Posted on 12/20/2014 11:11:53 PM PST by Altariel
In a decision issued this morning, the U.S. Supreme Court sided with the police in a case arising from an officers mistake of law. At issue in Heien v. North Carolina was a 2009 traffic stop for a single busted brake light that led to the discovery of illegal drugs inside the vehicle. According to state law at the time, however, motor vehicles were required only to have a stop lamp, meaning that the officer did not have a lawful reason for the initial traffic stop because it was not a crime to drive around with a single busted brake light. Did that stop therefore violate the 4th Amendments guarantee against unreasonable search and seizure? Writing today for the majority, Chief Justice John Roberts held that it did not. Because the officers mistake about the brake-light law was reasonable, Roberts declared, the stop in this case was lawful under the Fourth Amendment.
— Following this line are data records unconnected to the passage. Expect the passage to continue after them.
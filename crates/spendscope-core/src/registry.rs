//! Category registry
//!
//! The set of categories visible to one user: the global read-only defaults
//! plus the user's own. Every lookup that misses lands in the fallback
//! bucket so breakdowns always account for the full total.

use std::collections::HashMap;

use serde::{Deserialize, Serialize};
use uuid::Uuid;

use crate::models::Category;

/// Name of the bucket that collects uncategorized and unknown-category spend
pub const FALLBACK_CATEGORY: &str = "Other";

/// Color of the fallback bucket
pub const FALLBACK_COLOR: &str = "#64748b";

/// A default category definition (name, color, icon)
#[derive(Debug, Clone, PartialEq, Eq, Serialize, Deserialize)]
pub struct CategorySpec {
    pub name: String,
    pub color: String,
    #[serde(default)]
    pub icon: Option<String>,
}

/// Built-in defaults, used when no configuration overrides them
pub fn builtin_categories() -> Vec<CategorySpec> {
    [
        ("Food & Dining", "#ef4444", "utensils"),
        ("Transportation", "#f59e0b", "car"),
        ("Shopping", "#8b5cf6", "shopping-bag"),
        ("Entertainment", "#ec4899", "film"),
        ("Bills & Utilities", "#3b82f6", "file-text"),
        ("Healthcare", "#10b981", "heart"),
        ("Travel", "#06b6d4", "plane"),
        ("Groceries", "#84cc16", "shopping-cart"),
        ("Subscriptions", "#a855f7", "repeat"),
        (FALLBACK_CATEGORY, FALLBACK_COLOR, "more-horizontal"),
    ]
    .into_iter()
    .map(|(name, color, icon)| CategorySpec {
        name: name.to_string(),
        color: color.to_string(),
        icon: Some(icon.to_string()),
    })
    .collect()
}

/// Categories visible to a user, indexed by name
#[derive(Debug, Clone)]
pub struct CategoryRegistry {
    categories: Vec<Category>,
    by_name: HashMap<String, usize>,
}

impl CategoryRegistry {
    /// Build a registry; later entries with a duplicate name are ignored.
    /// The fallback bucket is added if missing.
    pub fn new(categories: impl IntoIterator<Item = Category>) -> Self {
        let mut registry = Self {
            categories: Vec::new(),
            by_name: HashMap::new(),
        };
        for category in categories {
            registry.insert(category);
        }
        if !registry.by_name.contains_key(FALLBACK_CATEGORY) {
            registry.insert(Category {
                id: Uuid::new_v4(),
                name: FALLBACK_CATEGORY.to_string(),
                color: FALLBACK_COLOR.to_string(),
                icon: None,
                owner: None,
            });
        }
        registry
    }

    /// Registry of global defaults built from specs
    pub fn from_specs(specs: &[CategorySpec]) -> Self {
        Self::new(specs.iter().map(|spec| Category {
            id: Uuid::new_v4(),
            name: spec.name.clone(),
            color: spec.color.clone(),
            icon: spec.icon.clone(),
            owner: None,
        }))
    }

    fn insert(&mut self, category: Category) {
        if self.by_name.contains_key(&category.name) {
            return;
        }
        self.by_name
            .insert(category.name.clone(), self.categories.len());
        self.categories.push(category);
    }

    pub fn get(&self, name: &str) -> Option<&Category> {
        self.by_name.get(name).map(|&i| &self.categories[i])
    }

    pub fn contains(&self, name: &str) -> bool {
        self.by_name.contains_key(name)
    }

    /// The category an expense with this category name is counted under
    pub fn resolve(&self, name: Option<&str>) -> &Category {
        name.and_then(|n| self.get(n))
            .unwrap_or_else(|| self.fallback())
    }

    pub fn fallback(&self) -> &Category {
        // `new` always inserts the fallback bucket
        &self.categories[self.by_name[FALLBACK_CATEGORY]]
    }

    /// All categories in registration order
    pub fn categories(&self) -> &[Category] {
        &self.categories
    }

    pub fn names(&self) -> impl Iterator<Item = &str> {
        self.categories.iter().map(|c| c.name.as_str())
    }

    pub fn len(&self) -> usize {
        self.categories.len()
    }

    pub fn is_empty(&self) -> bool {
        self.categories.is_empty()
    }
}

impl Default for CategoryRegistry {
    /// Just the fallback bucket
    fn default() -> Self {
        Self::new(Vec::new())
    }
}

#[cfg(test)]
mod tests {
    use super::*;

    fn user_category(name: &str, owner: Uuid) -> Category {
        Category {
            id: Uuid::new_v4(),
            name: name.to_string(),
            color: "#000000".to_string(),
            icon: None,
            owner: Some(owner),
        }
    }

    #[test]
    fn test_builtin_defaults() {
        let registry = CategoryRegistry::from_specs(&builtin_categories());
        assert_eq!(registry.len(), 10);
        assert!(registry.contains("Groceries"));
        assert!(registry.categories().iter().all(Category::is_default));
        assert_eq!(registry.fallback().color, FALLBACK_COLOR);
    }

    #[test]
    fn test_fallback_added_when_missing() {
        let owner = Uuid::new_v4();
        let registry = CategoryRegistry::new(vec![user_category("Pets", owner)]);
        assert_eq!(registry.len(), 2);
        assert_eq!(registry.fallback().name, FALLBACK_CATEGORY);
    }

    #[test]
    fn test_resolve_unknown_and_missing() {
        let registry = CategoryRegistry::from_specs(&builtin_categories());
        assert_eq!(registry.resolve(Some("Travel")).name, "Travel");
        assert_eq!(registry.resolve(Some("Yachts")).name, FALLBACK_CATEGORY);
        assert_eq!(registry.resolve(None).name, FALLBACK_CATEGORY);
    }

    #[test]
    fn test_duplicate_names_keep_first() {
        let owner = Uuid::new_v4();
        let mut categories: Vec<Category> = CategoryRegistry::from_specs(&builtin_categories())
            .categories()
            .to_vec();
        categories.push(user_category("Travel", owner));
        let registry = CategoryRegistry::new(categories);
        assert!(registry.get("Travel").unwrap().is_default());
        assert_eq!(registry.len(), 10);
    }
}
Roberts opinion was joined by Justices Antonin Scalia, Anthony Kennedy, Clarence Thomas, Ruth Bader Ginsburg, Stephen Breyer, Samuel Alito, and Elena Kagan. Writing alone in dissent, Justice Sonia Sotomayor criticized her colleagues for giving the police far too much leeway. One is left to wonder, she wrote, why an innocent citizen should be made to shoulder the burden of being seized whenever the law may be susceptible to an interpretative question. In Sotomayor's view, an officers mistake of law, no matter how reasonable, cannot support the individualized suspicion necessary to justify a seizure under the Fourth Amendment.
The Supreme Court's opinion in Heien v. North Carolina is available here.
Look at a cop the wrong way and he has “reasonable suspicion”. Or don’t look at him and you’ll get the same results.
Cops stretch the law all the time when stopping people. “They were speeding up then slowing down” is one they use quite often.
As I said on another post, if it had been a Model A with only one tail light would he have pulled him over? If he would he’s dumber than I thought.
A fraction of the law he’s going to enforce? You can’t be serious.
“Look at a cop the wrong way and he has reasonable suspicion. Or dont look at him and youll get the same results.”
That may or may not be true. It is certainly NOT true in this case. However, cops ARE allowed to stop folks based on mere suspicion. They cannot arrest or ticket someone on that basis, but they CAN stop someone.
You have no Constitutional right to be free from a cop stopping you if something seems off to the cop. It doesn’t mean you are guilty, and stopping you is not punishment.